New T cell–based immunotherapy shows promise for lethal stem cell transplant complication
More than 60 percent of patients with Epstein-Barr virus–associated lymphoproliferative disorder (EBV-LPD) that was not responding to standard rituximab (Rituxan) treatment responded to a new type of immunotherapy called Epstein-Barr virus–specific cytotoxic T lymphocyte (EBV-CTL) therapy, according to data from two clinical trials presented at here the AACR Annual Meeting 2015, April 18-22.
"One of the most concerning complications of blood stem cell transplantation, which has transformed the lives of many patients, including those with leukemia and lymphoma, is EBV-LPD," said Richard J. O'Reilly, MD, chairman of the Department of Pediatrics and chief of the Pediatric Bone Marrow Transplantation Service at Memorial Sloan Kettering Cancer Center in New York. "In the absence of effective therapy, these patients have an average survival time of only 16 to 56 days. The purpose of our clinical trials was to see if giving T cells from a normal-immune individual that were expanded in culture and stimulated to respond to multiple proteins from the Epstein-Barr virus could provide a safe and effective treatment.
"The good news from our two clinical trials is that EBV-CTLs generated from either the patient's transplant donor or from the bank of normal donor T cells developed at Memorial Sloan Kettering put aggressive EBV-LPD that had failed to respond to rituximab into long-lasting remission in more than 60 percent of patients," continued O'Reilly.
On March 2, 2015, the U.S. Food and Drug Administration granted breakthrough therapy designation to Memorial Sloan Kettering Cancer Center for the development of EBV-CTLs generated from the blood of third-party donors for the treatment of patients with rituximab-refractory EBV-LPD.

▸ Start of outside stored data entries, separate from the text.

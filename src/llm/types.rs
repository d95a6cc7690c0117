//! Translation request and result types.

use crate::error::{AgentError, Result};
use serde::Serialize;
use std::fmt;

/// A natural-language question awaiting translation.
#[derive(Debug, Clone, PartialEq, Eq)]
pub struct TranslationRequest {
    question: String,
}

impl TranslationRequest {
    /// Creates a request, rejecting empty or whitespace-only questions.
    pub fn new(question: impl Into<String>) -> Result<Self> {
        let question = question.into();
        if question.trim().is_empty() {
            return Err(AgentError::invalid_request("Missing question"));
        }
        Ok(Self { question })
    }

    /// Returns the question as given.
    pub fn question(&self) -> &str {
        &self.question
    }
}

/// Where a translation came from.
#[derive(Debug, Clone, Copy, PartialEq, Eq, Serialize)]
#[serde(rename_all = "snake_case")]
pub enum TranslationSource {
    /// Parsed from the first model response.
    Model,
    /// Parsed from the single stricter retry.
    ModelRetry,
    /// Produced by the rule-based generator.
    Fallback,
}

impl TranslationSource {
    /// Returns the source as a string.
    pub fn as_str(&self) -> &'static str {
        match self {
            Self::Model => "model",
            Self::ModelRetry => "model_retry",
            Self::Fallback => "fallback",
        }
    }
}

impl fmt::Display for TranslationSource {
    fn fmt(&self, f: &mut fmt::Formatter<'_>) -> fmt::Result {
        f.write_str(self.as_str())
    }
}

/// SQL produced for a question, with an optional one-sentence explanation.
///
/// `sql` is never empty.
#[derive(Debug, Clone, PartialEq, Eq, Serialize)]
pub struct TranslationResult {
    pub sql: String,
    #[serde(skip_serializing_if = "Option::is_none")]
    pub explain: Option<String>,
    pub source: TranslationSource,
}

impl TranslationResult {
    /// Creates a result from the given parts.
    pub fn new(
        sql: impl Into<String>,
        explain: Option<String>,
        source: TranslationSource,
    ) -> Self {
        Self {
            sql: sql.into(),
            explain,
            source,
        }
    }
}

In the first clinical trial, 26 patients received EBV-CTLs generated from blood from their transplant donor and 13 received HLA-matched, EBV-CTLs from the Memorial Sloan Kettering Cancer Center bank of EBV-CTLs generated from third-party healthy donors.

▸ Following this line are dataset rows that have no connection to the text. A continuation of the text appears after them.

//! Relational database backend.
//!
//! Executes statements against MySQL (or SQLite for local use) through sqlx.
//! Every call builds its own single-connection pool as the connection broker,
//! runs the statement on its only connection and then closes the broker,
//! whatever the outcome.

use crate::config::DatabaseConfig;
use crate::db::{QueryBackend, Row, Value};
use crate::error::{AgentError, Result};
use async_trait::async_trait;
use sqlx::mysql::MySqlPoolOptions;
use sqlx::sqlite::SqlitePoolOptions;
use sqlx::{Column as SqlxColumn, ColumnIndex, Decode, Row as SqlxRow, Type, TypeInfo, ValueRef};
use std::time::Duration;
use tracing::debug;

/// How long to wait for the broker to hand out a connection.
const ACQUIRE_TIMEOUT_SECS: u64 = 10;

/// Relational database backend.
#[derive(Debug, Clone)]
pub struct RelationalBackend {
    config: DatabaseConfig,
}

impl RelationalBackend {
    /// Creates a backend for the given connection settings. No connection is
    /// opened until a statement is executed.
    pub fn new(config: DatabaseConfig) -> Self {
        Self { config }
    }
}

#[async_trait]
impl QueryBackend for RelationalBackend {
    async fn fetch_rows(&self, sql: &str) -> Result<Vec<Row>> {
        let url = self.config.connection_url()?;
        debug!(
            "Opening scoped connection to {}",
            self.config.display_string()
        );

        let result = if url.starts_with("mysql:") {
            fetch_mysql(&url, sql).await
        } else if url.starts_with("sqlite:") {
            fetch_sqlite(&url, sql).await
        } else {
            return Err(AgentError::config(format!(
                "Unsupported database URL scheme in '{}'. Expected mysql:// or sqlite://",
                self.config.display_string()
            )));
        };

        debug!("Scoped connection released");
        result.map_err(|e| AgentError::execution(sql, format_query_error(e)))
    }
}

async fn fetch_mysql(url: &str, sql: &str) -> std::result::Result<Vec<Row>, sqlx::Error> {
    let broker = MySqlPoolOptions::new()
        .max_connections(1)
        .acquire_timeout(Duration::from_secs(ACQUIRE_TIMEOUT_SECS))
        .connect_lazy(url)?;

    let result = sqlx::raw_sql(sql)
        .fetch_all(&broker)
        .await
        .map(|rows| rows.iter().map(convert_row).collect());

    // Close the broker on every path.
    broker.close().await;
    result
}

async fn fetch_sqlite(url: &str, sql: &str) -> std::result::Result<Vec<Row>, sqlx::Error> {
    let broker = SqlitePoolOptions::new()
        .max_connections(1)
        .acquire_timeout(Duration::from_secs(ACQUIRE_TIMEOUT_SECS))
        .connect_lazy(url)?;

    let result = sqlx::raw_sql(sql)
        .fetch_all(&broker)
        .await
        .map(|rows| rows.iter().map(convert_row).collect());

    broker.close().await;
    result
}

/// Converts a driver row into a column-name-keyed `Row`.
fn convert_row<R>(row: &R) -> Row
where
    R: SqlxRow,
    usize: ColumnIndex<R>,
    for<'r> bool: Decode<'r, R::Database> + Type<R::Database>,
    for<'r> i64: Decode<'r, R::Database> + Type<R::Database>,
    for<'r> f64: Decode<'r, R::Database> + Type<R::Database>,
    for<'r> String: Decode<'r, R::Database> + Type<R::Database>,
    for<'r> Vec<u8>: Decode<'r, R::Database> + Type<R::Database>,
{
    row.columns()
        .iter()
        .enumerate()
        .map(|(i, col)| {
            (
                col.name().to_string(),
                convert_value(row, i, col.type_info().name()),
            )
        })
        .collect()
}

/// Converts a single column value based on the reported type name.
///
/// Unknown types fall through a decode chain (text, integer, float, bytes)
/// before giving up with NULL.
fn convert_value<R>(row: &R, index: usize, type_name: &str) -> Value
where
    R: SqlxRow,
    usize: ColumnIndex<R>,
    for<'r> bool: Decode<'r, R::Database> + Type<R::Database>,
    for<'r> i64: Decode<'r, R::Database> + Type<R::Database>,
    for<'r> f64: Decode<'r, R::Database> + Type<R::Database>,
    for<'r> String: Decode<'r, R::Database> + Type<R::Database>,
    for<'r> Vec<u8>: Decode<'r, R::Database> + Type<R::Database>,
{
    let is_null = row
        .try_get_raw(index)
        .map(|raw| raw.is_null())
        .unwrap_or(true);
    if is_null {
        return Value::Null;
    }

    let type_name = type_name.to_uppercase();
    let typed = match type_name.as_str() {
        "BOOL" | "BOOLEAN" => decode::<bool, R>(row, index).map(Value::Bool),

        t if t.contains("INT") && t.contains("UNSIGNED") => row
            .try_get_unchecked::<i64, _>(index)
            .ok()
            .map(Value::Int),

        t if t.contains("INT") => decode::<i64, R>(row, index).map(Value::Int),

        "FLOAT" | "DOUBLE" | "REAL" | "DOUBLE PRECISION" => {
            decode::<f64, R>(row, index).map(Value::Float)
        }

        // DECIMAL arrives as text on the wire.
        "DECIMAL" | "NUMERIC" => row
            .try_get_unchecked::<String, _>(index)
            .ok()
            .map(|s| match s.parse::<f64>() {
                Ok(f) => Value::Float(f),
                Err(_) => Value::String(s),
            }),

        t if t.contains("BLOB") || t.contains("BINARY") => {
            decode::<Vec<u8>, R>(row, index).map(Value::Bytes)
        }

        _ => None,
    };

    typed
        .or_else(|| decode::<String, R>(row, index).map(Value::String))
        .or_else(|| decode::<i64, R>(row, index).map(Value::Int))
        .or_else(|| decode::<f64, R>(row, index).map(Value::Float))
        .or_else(|| decode::<Vec<u8>, R>(row, index).map(Value::Bytes))
        .or_else(|| {
            row.try_get_unchecked::<String, _>(index)
                .ok()
                .map(Value::String)
        })
        .unwrap_or(Value::Null)
}

fn decode<T, R>(row: &R, index: usize) -> Option<T>
where
    R: SqlxRow,
    usize: ColumnIndex<R>,
    for<'r> T: Decode<'r, R::Database> + Type<R::Database>,
{
    row.try_get::<T, _>(index).ok()
}

/// Formats a driver error, preferring the database's own message and code.
fn format_query_error(error: sqlx::Error) -> String {
    match error.as_database_error() {
        Some(db_error) => match db_error.code() {
            Some(code) => format!("ERROR {}: {}", code, db_error.message()),
            None => format!("ERROR: {}", db_error.message()),
        },
        None => error.to_string(),
    }
}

O'Reilly explained that good treatment results were observed in this trial for patients receiving EBV-CTLs from both the sources, and because EBV-CTLs from the bank are available immediately when a patient is in need, he and his team, which includes Susan E. Prockop, MD, assistant attending in the Pediatric Bone Marrow Transplantation Service at Memorial Sloan Kettering Cancer Center, used only EBV-CTLs from the bank when treating the 18 patients enrolled in the second clinical trial.
Among the 39 patients enrolled in the first clinical trial, 23 had a complete response and two had stable disease. According to O'Reilly, 16 of those who achieved a complete response are still doing well, with eight of these patients alive more than five years after their EBV-CTL treatment and one alive more than 10 years after treatment.
Among the 18 patients enrolled in the second clinical trial, nine had a complete response, three had a partial response, and one had stable disease. All those who achieved a complete response continue to do well and the researchers will be following them long-term, said O'Reilly.
"We are looking forward to working with our collaborators at Atara Biotherapeutics and regulators to plan the next steps," said O'Reilly. "The EBV-CTLs work well for the majority of recipients. However, the responses became clinically evident only after the T cells expanded in vivo, which took about seven to 14 days. We are rigorously pursuing the development of biomarkers or other tests to predict response earlier."